With that in mind, again, keeping away from the political aspects of this, how does this lower Labor Force Participation Rate lend any support to the conventional wisdom that the US needs to swing wide the doors for amnesty? This is not to say that immigration is not an important aspect of our current population – it certainly is.
Employment outlook: 2010–2020
US Dept of Labor, Bureau of Labor Statistics
February 21, 2012
“According to the Census Bureau’s population projections used in the 2010–2020 projections of the labor force, net immigration to the United States is expected to add 1.4 million people annually to the U.S. resident population. This figure is a sharp increase over the roughly 800,000 immigrants per year projected in 2004 by the Census Bureau’s previous long-term projections of the resident population.”

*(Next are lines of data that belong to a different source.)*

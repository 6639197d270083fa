//! crates/listener/src/multicast.rs
//! Control words received on a UDP multicast group.

use std::io;
use std::net::{Ipv4Addr, SocketAddr, SocketAddrV4, UdpSocket};

use socket2::{Domain, Protocol, Socket, Type};

use super::TRACING_TARGET;
use super::app_index::AppIndex;
use super::config::MulticastConfig;
use super::control_word::ControlWord;
use super::error::{ListenerError, bind_error, receive_error, socket_error};
use super::source::{IgnoreReason, LevelSource, Step, step_for_rank};

/// Datagrams larger than this are truncated by the kernel; only the first
/// [`ControlWord::WIRE_LEN`] bytes are inspected anyway.
const RECEIVE_BUFFER_LEN: usize = 64;

/// Level source reading control words from a multicast group.
///
/// Several processes on one host can listen on the same port because the
/// socket sets `SO_REUSEADDR` (and `SO_REUSEPORT` where available); each
/// reacts only to words whose mask includes its [`AppIndex`].
#[derive(Debug)]
pub struct MulticastSource {
    socket: UdpSocket,
    app: AppIndex,
    local_addr: Option<SocketAddr>,
}

impl MulticastSource {
    /// Creates the socket, binds `0.0.0.0:<port>` and joins the group.
    ///
    /// # Errors
    ///
    /// Returns [`ListenerError::Socket`] naming the step that failed.
    pub fn bind(config: &MulticastConfig) -> Result<Self, ListenerError> {
        let address = SocketAddr::V4(SocketAddrV4::new(Ipv4Addr::UNSPECIFIED, config.port()));
        let socket = Socket::new(Domain::IPV4, Type::DGRAM, Some(Protocol::UDP))
            .map_err(|error| socket_error("create multicast socket for", address, error))?;

        socket
            .set_reuse_address(true)
            .map_err(|error| socket_error("set SO_REUSEADDR on", address, error))?;
        #[cfg(all(
            unix,
            not(any(target_os = "solaris", target_os = "illumos", target_os = "cygwin"))
        ))]
        socket
            .set_reuse_port(true)
            .map_err(|error| socket_error("set SO_REUSEPORT on", address, error))?;

        socket
            .bind(&address.into())
            .map_err(|error| bind_error(address, error))?;
        socket
            .join_multicast_v4(&config.group(), &config.interface())
            .map_err(|error| socket_error("join multicast group", config.group(), error))?;
        socket
            .set_read_timeout(Some(config.poll_interval()))
            .map_err(|error| socket_error("set read timeout on", address, error))?;

        let socket = UdpSocket::from(socket);
        let local_addr = socket.local_addr().ok();
        Ok(Self {
            socket,
            app: config.app(),
            local_addr,
        })
    }

    /// Application this source reacts to.
    #[must_use]
    pub const fn app(&self) -> AppIndex {
        self.app
    }

    /// Classifies one datagram for application `app`.
    #[must_use]
    pub fn classify(datagram: &[u8], app: AppIndex) -> Step {
        match ControlWord::parse(datagram) {
            Err(error) => Step::Rejected(error),
            Ok(word) if !word.addresses(app) => Step::Ignored(IgnoreReason::NotAddressed),
            Ok(word) => step_for_rank(word.requested_rank()),
        }
    }
}

impl LevelSource for MulticastSource {
    fn name(&self) -> &'static str {
        "multicast"
    }

    fn local_addr(&self) -> Option<SocketAddr> {
        self.local_addr
    }

    fn poll(&mut self) -> Result<Step, ListenerError> {
        let mut buffer = [0u8; RECEIVE_BUFFER_LEN];
        match self.socket.recv_from(&mut buffer) {
            Ok((len, peer)) => {
                let datagram = &buffer[..len];
                tracing::debug!(
                    target: TRACING_TARGET,
                    %peer,
                    bytes = len,
                    payload = %String::from_utf8_lossy(&datagram[..len.min(ControlWord::WIRE_LEN)]),
                    "control datagram received"
                );
                Ok(Self::classify(datagram, self.app))
            }
            Err(error)
                if matches!(
                    error.kind(),
                    io::ErrorKind::WouldBlock | io::ErrorKind::TimedOut | io::ErrorKind::Interrupted
                ) =>
            {
                Ok(Step::Idle)
            }
            Err(error) => {
                let address = self
                    .local_addr
                    .unwrap_or(SocketAddr::V4(SocketAddrV4::new(Ipv4Addr::UNSPECIFIED, 0)));
                Err(receive_error(address, error))
            }
        }
    }
}
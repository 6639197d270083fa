//! crates/logging-sink/src/destination.rs
//! Output stream selection.

use std::fmt;
use std::io::{self, Write};
use std::str::FromStr;

/// Standard stream that receives rendered records.
#[derive(Clone, Copy, Debug, Eq, PartialEq, Hash)]
pub enum Destination {
    /// Standard output.
    Stdout,
    /// Standard error.
    Stderr,
}

impl Destination {
    /// Destination selected at compile time.
    ///
    /// Standard output unless the crate is built with the `stderr` feature.
    pub const DEFAULT: Self = if cfg!(feature = "stderr") {
        Self::Stderr
    } else {
        Self::Stdout
    };

    /// Returns the lowercase stream name.
    #[must_use]
    pub const fn as_str(self) -> &'static str {
        match self {
            Self::Stdout => "stdout",
            Self::Stderr => "stderr",
        }
    }

    /// Opens an unlocked handle to the stream.
    ///
    /// The handle is boxed so loggers can store it next to arbitrary
    /// caller-supplied writers.
    #[must_use]
    pub fn open(self) -> Box<dyn Write + Send> {
        match self {
            Self::Stdout => Box::new(io::stdout()),
            Self::Stderr => Box::new(io::stderr()),
        }
    }
}

impl Default for Destination {
    fn default() -> Self {
        Self::DEFAULT
    }
}

impl fmt::Display for Destination {
    fn fmt(&self, f: &mut fmt::Formatter<'_>) -> fmt::Result {
        f.write_str(self.as_str())
    }
}

/// Error returned when a destination name is not recognised.
#[derive(Clone, Debug, Eq, PartialEq)]
pub struct ParseDestinationError {
    input: String,
}

impl fmt::Display for ParseDestinationError {
    fn fmt(&self, f: &mut fmt::Formatter<'_>) -> fmt::Result {
        write!(
            f,
            "unknown output destination '{}' (expected 'stdout' or 'stderr')",
            self.input
        )
    }
}

impl std::error::Error for ParseDestinationError {}

impl FromStr for Destination {
    type Err = ParseDestinationError;

    fn from_str(s: &str) -> Result<Self, Self::Err> {
        match s.trim().to_ascii_lowercase().as_str() {
            "stdout" | "out" | "1" => Ok(Self::Stdout),
            "stderr" | "err" | "2" => Ok(Self::Stderr),
            _ => Err(ParseDestinationError {
                input: s.to_string(),
            }),
        }
    }
}

#[cfg(test)]
mod tests {
    use super::*;

    #[test]
    fn default_matches_feature() {
        if cfg!(feature = "stderr") {
            assert_eq!(Destination::default(), Destination::Stderr);
        } else {
            assert_eq!(Destination::default(), Destination::Stdout);
        }
    }

    #[test]
    fn parses_names_case_insensitively() {
        assert_eq!("STDOUT".parse(), Ok(Destination::Stdout));
        assert_eq!(" stderr ".parse(), Ok(Destination::Stderr));
        assert_eq!("2".parse(), Ok(Destination::Stderr));
    }

    #[test]
    fn rejects_unknown_names() {
        let error = "syslog".parse::<Destination>().expect_err("unknown");
        assert!(error.to_string().contains("syslog"));
    }

    #[test]
    fn display_round_trips_through_from_str() {
        for destination in [Destination::Stdout, Destination::Stderr] {
            assert_eq!(destination.to_string().parse(), Ok(destination));
        }
    }
}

Keep in mind that the overall Civilian Noninstitutional Population is currently growing at around 2.0 to 2.5 million per year. It stands to reason that a large portion of the additions to the working age population are coming from the ranks of the foreign born.
To reiterate the obvious, the labor markets are currently underperforming as has been revealed by the Labor Force Participation Rate and the Employment-Population Ratio. As we’ve noted before, the only solution to this problem is via policies promoting economic growth.
Those 65 and older represent the largest cohort of all the age groups and will maintain that position for some time to come as the Baby Boomers continue to roll past age 65. As we’ve already noted and as can be seen in the following graphs, the employment picture for the various age groups has proven to be disastrous for all age groups aside from the 65+ cohort. Let’s begin by taking a look at the oldest cohort (65+ years of age) and the youngest cohort (16-24 years of age).
It’s easy to see how many people have arrived at the conclusion that the decline in the Labor Force Participation Rate (LFPR) is primarily an issue associated with an aging population. In fact, there were about 5 million people added to the roles of the ‘not in the labor force’ for this age group. If you simply added 5 million back into the current labor force, this would raise the Labor Force Participation Rate up to 64.8% a full two percentage points higher than where it is currently at (62.8% in April and May 2014). So the question becomes this: since so many people are leaving the labor force in the oldest age group, why haven’t the other cohorts picked up the slack? If the 16 through 64 age groups had merely returned to the January 2009 levels, this would have bumped up the labor force by nearly 4.2 million people and moving the LFPR to the 64.5% level.
In the following graphs we have laid out the employment situation statistics for the 65+ age cohort, followed by the 16 – 24 year old age group.
In this last series of graphs we present employment statistics’ time series for the various age groups from 16 year of age and up (see how your age group has fared):
The Civilian Labor Force: Employed plus those Unemployed (actively seeking employment)
As the phrase implies, the ‘Not in the Labor Force’ measures the difference between the Labor Force and the Civilian Noninstitutional Population. This group includes (among others) retirees and those who have given up seeking employment altogether.
The Labor Force Participation Rate or LFPR is the Labor Force divided by the Civilian Noninstitutional Population.
The Employment-Population Ratio is the relationship between those Employed and the Civilian Noninstitutional Population. This ratio is on the radar of Federal Open Market Committee or FOMC in their policy making deliberations about every six weeks as seems to be a significant factor in determining when the FED will decide to act on raising the targeted Federal Funds Rate.
In the months ahead, keep an eye on the employment reports – they are published on the first Friday of the month by the Bureau of Labor Statistics.